TESSARO_NONLOCAL_BACTERIA.sav - Plots

Bacterial biophotons as non-local information carriers: Species-specific spectral characteristics of a stress response.

pacman::p_load(pacman, ggplot2, tidyr, dplyr, haven)

# Read SPSS data
my_data <- haven::read_sav("TESSARO_NONLOCAL_BACTERIA.sav")

# Convert the INJ column to a factor
my_data$INJ <- as.factor(my_data$INJ) 

# Convert columns to factors for ggplot compatibility
my_data$INJ <- as.factor(my_data$INJ) 
my_data$SPEINJ <- as.factor(my_data$SPEINJ)
my_data$SPERE <- as.factor(my_data$SPERE)

# --- Visualisations --- #

#  Baseline vs. Injection
ggplot(my_data, aes(x = INJ, y = WAVG, fill = INJ)) +
  geom_boxplot() +
  facet_wrap(~ CON, scales = "free_y") +
  labs(x = "Injection", y = "Average Biophoton Emission (WAVG)") +
  theme_minimal()

# Species-Specific Differences
ggplot(my_data, aes(x = SPEINJ, y = WAVG, color = SPERE, fill = INJ)) +
  geom_violin() +
  facet_wrap(~ CON, scales = "free") +
  labs(x = "Species Injected", y = "Average Biophoton Emission (WAVG)") +
  theme_minimal()

# Convert necessary columns to factors
my_data$INJ <- as.factor(my_data$INJ) 
my_data$SPEINJ <- as.factor(my_data$SPEINJ)
my_data$SPERE <- as.factor(my_data$SPERE)

#Baseline vs. Injection: Facet by Biophoton Measure
my_data %>%
  select(INJ, CON, WAVG, F1, F2, F3, F4) %>%
  pivot_longer(cols = c(WAVG, F1, F2, F3, F4), names_to = "BM", values_to = "value") %>%
  ggplot(aes(x = INJ, y = value, fill = INJ)) + 
  geom_boxplot() +
  facet_grid(BM ~ CON, scales = "free") + 
  labs(x = "Injection", y = "Biophoton Emission") + 
  theme_minimal()

# Check for columns with overlap
conflicting_cols <- names(which(sapply(my_data, function(x) any(is.factor(x))))) 

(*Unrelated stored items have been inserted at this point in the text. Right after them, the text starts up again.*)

use super::segment;
use crate::{
    ApiClient, ApiError,
    transport::ApiRequest,
    types::{DashboardSummary, EventId, EventSales, RevenuePoint, TicketTypeSales},
};
use chrono::NaiveDate;

impl ApiClient {
    /// `GET /analytics/organizer/dashboard`
    ///
    /// # Errors
    ///
    /// See [`ApiClient::call`].
    pub async fn dashboard_summary(&self) -> Result<DashboardSummary, ApiError> {
        self.call(ApiRequest::get("/analytics/organizer/dashboard"))
            .await
    }

    /// `GET /analytics/events/{id}/sales`
    ///
    /// # Errors
    ///
    /// See [`ApiClient::call`].
    pub async fn event_sales(&self, event_id: &EventId) -> Result<EventSales, ApiError> {
        let event_id = segment(event_id.as_str());
        self.call(ApiRequest::get(format!("/analytics/events/{event_id}/sales")))
            .await
    }

    /// `GET /analytics/organizer/revenue?from=&to=` with ISO dates
    ///
    /// # Errors
    ///
    /// Returns [`ApiError::InvalidRequest`] when `from` is after `to`,
    /// otherwise see [`ApiClient::call`].
    pub async fn revenue(
        &self,
        from: NaiveDate,
        to: NaiveDate,
    ) -> Result<Vec<RevenuePoint>, ApiError> {
        if from > to {
            return Err(ApiError::InvalidRequest(format!(
                "Revenue range starts ({from}) after it ends ({to})"
            )));
        }

        self.call(
            ApiRequest::get("/analytics/organizer/revenue")
                .query("from", from)
                .query("to", to),
        )
        .await
    }

    /// `GET /analytics/events/{id}/ticket-types`
    ///
    /// # Errors
    ///
    /// See [`ApiClient::call`].
    pub async fn ticket_type_sales(
        &self,
        event_id: &EventId,
    ) -> Result<Vec<TicketTypeSales>, ApiError> {
        let event_id = segment(event_id.as_str());
        self.call(ApiRequest::get(format!(
            "/analytics/events/{event_id}/ticket-types"
        )))
        .await
    }
}
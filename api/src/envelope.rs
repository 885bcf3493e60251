//! The `{ success, message, data }` wrapper every endpoint responds with

use crate::error::ApiError;
use serde::de::DeserializeOwned;
use serde::{Deserialize, Serialize};

/// Response envelope
///
/// `success = false` or a missing `data` is a failure regardless of the HTTP
/// status the envelope arrived with.
#[derive(Debug, Clone, PartialEq, Serialize, Deserialize)]
pub struct Envelope<T> {
    /// Application-level outcome
    #[serde(default)]
    pub success: bool,
    /// Human-readable server message
    pub message: Option<String>,
    /// Payload
    pub data: Option<T>,
}

/// Payload-less success of an acknowledgement endpoint
#[derive(Debug, Clone, Default, PartialEq, Eq, Serialize, Deserialize)]
pub struct Acknowledgement {
    /// Server message, if it sent one
    pub message: Option<String>,
}

impl<T> Envelope<T> {
    /// Successful envelope carrying `data`
    pub const fn ok(data: T) -> Self {
        Self {
            success: true,
            message: None,
            data: Some(data),
        }
    }

    /// Failed envelope with a server message
    pub fn rejected(message: impl Into<String>) -> Self {
        Self {
            success: false,
            message: Some(message.into()),
            data: None,
        }
    }

    /// The payload of a successful envelope
    ///
    /// # Errors
    ///
    /// - [`ApiError::Rejected`] when `success` is false
    /// - [`ApiError::EmptyPayload`] when `data` is null or missing
    pub fn into_data(self) -> Result<T, ApiError> {
        if !self.success {
            return Err(ApiError::Rejected {
                message: self.message,
            });
        }
        self.data.ok_or(ApiError::EmptyPayload)
    }

    /// Accept a successful envelope whether or not it carries data
    ///
    /// # Errors
    ///
    /// Returns [`ApiError::Rejected`] when `success` is false.
    pub fn into_acknowledgement(self) -> Result<Acknowledgement, ApiError> {
        if self.success {
            Ok(Acknowledgement {
                message: self.message,
            })
        } else {
            Err(ApiError::Rejected {
                message: self.message,
            })
        }
    }
}

/// Parse a 2xx body as an envelope
pub(crate) fn decode<T: DeserializeOwned>(body: &str) -> Result<Envelope<T>, ApiError> {
    serde_json::from_str(body).map_err(|e| ApiError::Decode(e.to_string()))
}

/// Best-effort message from a non-2xx body
///
/// Error bodies are usually envelopes, but some gateways answer with
/// `{ "error": "..." }` or plain text; anything unparseable yields `None`.
pub(crate) fn error_message(body: &str) -> Option<String> {
    #[derive(Deserialize)]
    struct ErrorBody {
        message: Option<String>,
        error: Option<String>,
    }

    serde_json::from_str::<ErrorBody>(body)
        .ok()
        .and_then(|b| b.message.or(b.error))
        .filter(|m| !m.trim().is_empty())
}

#[cfg(test)]
mod tests {
    use super::*;
    use serde_json::json;

    #[test]
    fn success_with_data_yields_payload() {
        let envelope: Envelope<Vec<u32>> = decode(r#"{"success":true,"data":[1,2]}"#)
            .unwrap_or_else(|_| Envelope::rejected("unparsed"));
        assert_eq!(envelope.into_data(), Ok(vec![1, 2]));
    }

    #[test]
    fn success_without_data_is_empty_payload() {
        let envelope: Envelope<u32> = Envelope {
            success: true,
            message: Some("ok".to_string()),
            data: None,
        };
        assert_eq!(envelope.into_data(), Err(ApiError::EmptyPayload));
    }

    #[test]
    fn failure_keeps_server_message() {
        let envelope: Envelope<u32> = Envelope::rejected("Sold out");
        assert_eq!(
            envelope.into_data(),
            Err(ApiError::Rejected {
                message: Some("Sold out".to_string())
            })
        );
    }

    #[test]
    fn acknowledgement_accepts_null_data() {
        let envelope: Envelope<serde_json::Value> = serde_json::from_value(json!({
            "success": true,
            "message": "Event deleted",
            "data": null
        }))
        .unwrap_or_else(|_| Envelope::rejected("unparsed"));

        assert_eq!(
            envelope.into_acknowledgement(),
            Ok(Acknowledgement {
                message: Some("Event deleted".to_string())
            })
        );
    }

    #[test]
    fn missing_success_flag_is_failure() {
        let envelope: Envelope<u32> =
            serde_json::from_value(json!({ "data": 4 })).unwrap_or_else(|_| Envelope::ok(0));
        assert!(!envelope.success);
        assert!(envelope.into_data().is_err());
    }

    #[test]
    fn error_message_reads_message_or_error_field() {
        assert_eq!(
            error_message(r#"{"success":false,"message":"Ticket already used"}"#),
            Some("Ticket already used".to_string())
        );
        assert_eq!(
            error_message(r#"{"error":"Forbidden"}"#),
            Some("Forbidden".to_string())
        );
        assert_eq!(error_message("<html>Bad Gateway</html>"), None);
        assert_eq!(error_message(r#"{"message":""}"#), None);
    }

    #[test]
    fn malformed_body_is_decode_error() {
        let result = decode::<u32>("not json");
        assert!(matches!(result, Err(ApiError::Decode(_))));
    }
}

# Decide how to resolve conflicts (example: change factors to character types)
for (col in conflicting_cols) {
  my_data[, col] <- as.character(my_data[, col])
} 

my_data %>%
  select(INJ, CON, WAVG, F1, F2, F3, F4) %>%
  pivot_longer(cols = c(WAVG, F1, F2, F3, F4), names_to = "Biophoton_Measure", values_to = "Value") %>%
  ggplot(aes(x = Biophoton_Measure, y = Value)) +
  geom_boxplot() +
  facet_wrap(vars(INJ, CON), scales = "free") +
  theme() 

Data from: Bacterial bio-photons as non-local information carriers: species-specific spectral characteristics of a stress response. Abstract: Studies by Alexander Gurwitsch in the 1920’s with onion root cells revealed the phenomenon of mitogenetic radiation. Subsequent works by Popp, Van Wijk, Quickenden, Tillbury and Trushin have demonstrated a link between Gurwitsch’s mitogenetic radiation and the biophoton, emissions of light correlated with biological processes. The present study seeks to expand upon these works and explore whether biophoton emissions of bacterial cultures is used as an information carrier of environmental stress. Bacterial cultures (Escherichia coli and Serratia marcescens) were incubated for 24 h in 5 mL of Nutrient Broth to stationary phase and cell densities of ~107 cells/mL. Cultures of E. coli were placed upon a photomultiplier tube housed within a dark box. A second bacterial culture, either E. coli or S. marcescens, was placed in an identical dark box at a distance of 5 m and received injections of hydrogen peroxide. Spectral analyses revealed significant differences in peak frequencies of 7.2, 10.1, and 24.9 Hz in the amplitude modulation of the emitted biophoton signal with respect to whether a peroxide injection occurred or not, and whether the species receiving the injection was E. coli or S. marcescens. These and the subsequent results of discriminant functions suggest that bacteria may release biophotons as a non-local communication system in response to stress, and that these biophotons are species specific. Usage notes - TESSARO_NONLOCAL_BACTERIA.sav: SPSS datafile of the extracted raw spectral frequencies and computed bins that were used for subsequent analyses.